Burying World's Extra CO2 on Ocean Bottom

Article excerpt

Federal energy officials have joined scientists worldwide in studying the disposal of carbon dioxide as a way of slowing down the "greenhouse effect."

The US Department of Energy has funded two carbon "sequestration" programs - one on land and one in the deep ocean - for $9 million. In September, it announced another $18 million in research grants.

Scientists are just now beginning to examine the disposal of carbon dioxide, one of the primary greenhouse gases linked to global warming. The idea is to get rid of carbon dioxide from factories, cars, and other sources of fossil fuel burning before the odorless gas reaches the atmosphere.

"This is to find out which carbon sequestration options are the best in the future and which ones will be verifiable," DOE program manager John Houghton says about the new research grants. "We're concerned about this in the long term."
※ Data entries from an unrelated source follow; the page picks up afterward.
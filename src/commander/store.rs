//! In-memory execution store.
//!
//! Each record is written only by the invocation that owns it, so the store
//! guards the container, not the records. Terminal records are never
//! overwritten: a late write from an invocation whose record was cancelled
//! meanwhile is dropped and the cancelled record wins.

use std::collections::{HashMap, VecDeque};

use tokio::sync::RwLock;
use uuid::Uuid;

use crate::commander::execution::Execution;
use crate::commander::sinks::ResourceUsage;

pub const DEFAULT_STORE_CAPACITY: usize = 10_000;

#[derive(Debug, Default)]
struct Inner {
    live: HashMap<Uuid, Execution>,
    order: VecDeque<Uuid>,
    /// Records cleared from the live map by shutdown, still answerable by id.
    retired: HashMap<Uuid, Execution>,
    retired_order: VecDeque<Uuid>,
}

/// Bounded map from execution id to execution record.
#[derive(Debug)]
pub struct ExecutionStore {
    inner: RwLock<Inner>,
    capacity: usize,
}

impl ExecutionStore {
    pub fn new(capacity: usize) -> Self {
        Self {
            inner: RwLock::new(Inner::default()),
            capacity: capacity.max(1),
        }
    }

    pub fn capacity(&self) -> usize {
        self.capacity
    }

    /// Insert a fresh record. When full, the oldest terminal records are
    /// evicted; live (non-terminal) records are never evicted.
    pub async fn insert(&self, execution: Execution) {
        let mut inner = self.inner.write().await;
        while inner.live.len() >= self.capacity {
            let Some(pos) = inner
                .order
                .iter()
                .position(|id| inner.live.get(id).is_some_and(Execution::is_terminal))
            else {
                tracing::warn!(
                    "Execution store over capacity ({}) with no terminal records to evict",
                    self.capacity
                );
                break;
            };
            if let Some(id) = inner.order.remove(pos) {
                inner.live.remove(&id);
                tracing::debug!("Evicted execution {} from store", id);
            }
        }
        inner.order.push_back(execution.execution_id);
        inner.live.insert(execution.execution_id, execution);
    }

    /// Replace a non-terminal record. Returns false when the stored record is
    /// already terminal or gone.
    pub async fn publish(&self, execution: &Execution) -> bool {
        let mut inner = self.inner.write().await;
        match inner.live.get_mut(&execution.execution_id) {
            Some(existing) if !existing.is_terminal() => {
                *existing = execution.clone();
                true
            }
            _ => false,
        }
    }

    /// Write the owner's terminal record and return the authoritative one.
    ///
    /// If the record was cancelled in the meantime, the cancelled record is
    /// returned and the owner's outcome is discarded.
    pub async fn finish(&self, execution: Execution) -> Execution {
        let mut inner = self.inner.write().await;
        let id = execution.execution_id;
        if let Some(existing) = inner.live.get_mut(&id) {
            if existing.is_terminal() {
                return existing.clone();
            }
            *existing = execution.clone();
            return execution;
        }
        if let Some(retired) = inner.retired.get(&id) {
            return retired.clone();
        }
        execution
    }

    pub async fn get(&self, execution_id: &Uuid) -> Option<Execution> {
        let inner = self.inner.read().await;
        inner
            .live
            .get(execution_id)
            .or_else(|| inner.retired.get(execution_id))
            .cloned()
    }

    /// Every record in the live map, oldest first, whatever its status.
    pub async fn list(&self) -> Vec<Execution> {
        let inner = self.inner.read().await;
        inner
            .order
            .iter()
            .filter_map(|id| inner.live.get(id).cloned())
            .collect()
    }

    /// Cancel one non-terminal record.
    pub async fn cancel(&self, execution_id: &Uuid, usage: ResourceUsage) -> Option<Execution> {
        let mut inner = self.inner.write().await;
        let record = inner.live.get_mut(execution_id)?;
        if !record.cancel() {
            return None;
        }
        record.record_metrics(usage.memory, usage.cpu);
        Some(record.clone())
    }

    /// Cancel every non-terminal record, move the whole live map to the
    /// retired archive and clear it. Returns the records that were cancelled.
    pub async fn cancel_all_and_clear(&self, usage: ResourceUsage) -> Vec<Execution> {
        let mut inner = self.inner.write().await;
        let mut cancelled = Vec::new();
        let order: Vec<Uuid> = inner.order.drain(..).collect();
        for id in order {
            let Some(mut record) = inner.live.remove(&id) else {
                continue;
            };
            if record.cancel() {
                record.record_metrics(usage.memory, usage.cpu);
                cancelled.push(record.clone());
            }
            while inner.retired.len() >= self.capacity {
                match inner.retired_order.pop_front() {
                    Some(old) => {
                        inner.retired.remove(&old);
                    }
                    None => break,
                }
            }
            inner.retired_order.push_back(id);
            inner.retired.insert(id, record);
        }
        inner.live.clear();
        cancelled
    }

    pub async fn len(&self) -> usize {
        self.inner.read().await.live.len()
    }

    pub async fn is_empty(&self) -> bool {
        self.inner.read().await.live.is_empty()
    }
}

impl Default for ExecutionStore {
    fn default() -> Self {
        Self::new(DEFAULT_STORE_CAPACITY)
    }
}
Other countries have already begun pilot projects. A state-owned Norwegian petroleum company, for example, has been pumping 1 million tons of liquified carbon dioxide each year into depleted natural gas aquifers below the North Sea since 1996. Japan is conducting research into deep-ocean disposal, and others have suggested funneling liquified carbon dioxide into abandoned coal or salt mines, or perhaps bubbling it through CO2-scrubbing algae ponds.
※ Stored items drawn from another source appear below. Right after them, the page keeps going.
use crate::config::helpers::optional_env;
use crate::config::normalize_variant;
use crate::error::ConfigError;
use crate::settings::Settings;

#[derive(Debug, Clone, Copy, Default, PartialEq, Eq)]
pub enum LogFormat {
    #[default]
    Pretty,
    Json,
}

impl LogFormat {
    fn parse(value: &str, key: &str) -> Result<Self, ConfigError> {
        match normalize_variant(value).as_str() {
            "pretty" | "text" => Ok(Self::Pretty),
            "json" => Ok(Self::Json),
            _ => Err(ConfigError::InvalidValue {
                key: key.to_string(),
                message: "must be one of: pretty, json".to_string(),
            }),
        }
    }
}

#[derive(Debug, Clone, PartialEq, Eq)]
pub struct LoggingConfig {
    /// Default `EnvFilter` directive; `RUST_LOG` still wins when set.
    pub level: String,
    pub format: LogFormat,
}

impl Default for LoggingConfig {
    fn default() -> Self {
        Self {
            level: "info".to_string(),
            format: LogFormat::Pretty,
        }
    }
}

impl LoggingConfig {
    pub(crate) fn resolve(settings: &Settings) -> Result<Self, ConfigError> {
        let level = optional_env("BOTCOMMANDER_LOG_LEVEL")?
            .unwrap_or_else(|| settings.logging.level.clone());
        let format = LogFormat::parse(
            &optional_env("BOTCOMMANDER_LOG_FORMAT")?
                .unwrap_or_else(|| settings.logging.format.clone()),
            "BOTCOMMANDER_LOG_FORMAT",
        )?;
        Ok(Self { level, format })
    }
}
Because of the vast areas available, ocean-disposal is seen as the most practical method of carbon disposal - as long as it doesn't alter the ocean chemistry and harm marine life.

The world's largest deep-ocean sequestration project is scheduled to begin next year off the coast of Hawaii. The $5 million, four- year experiment will pump liquified CO2 from a laboratory in Kona, Hawaii, through a flexible pipe, down to nearly 3,000 feet. Funded mainly by Japan with assistance from the US, Canada, and Australia, the project still faces environmental reviews from local officials.

Despite these international efforts, the US government has balked at this new field of research because of political concerns, according to federal officials. Some members of Congress believe that carbon sequestration will lead to a de facto passage of the international climate change treaty known as the Kyoto Protocols (a treaty signed by President Clinton and opposed by the Senate). And some environmentalists oppose sequestration because they believe it will allow industry to continue burning fuels that cause the problem in the first place.

Scientists themselves also question whether injecting CO2 into the ocean could be dangerous to sea creatures, or just prove to be too expensive. …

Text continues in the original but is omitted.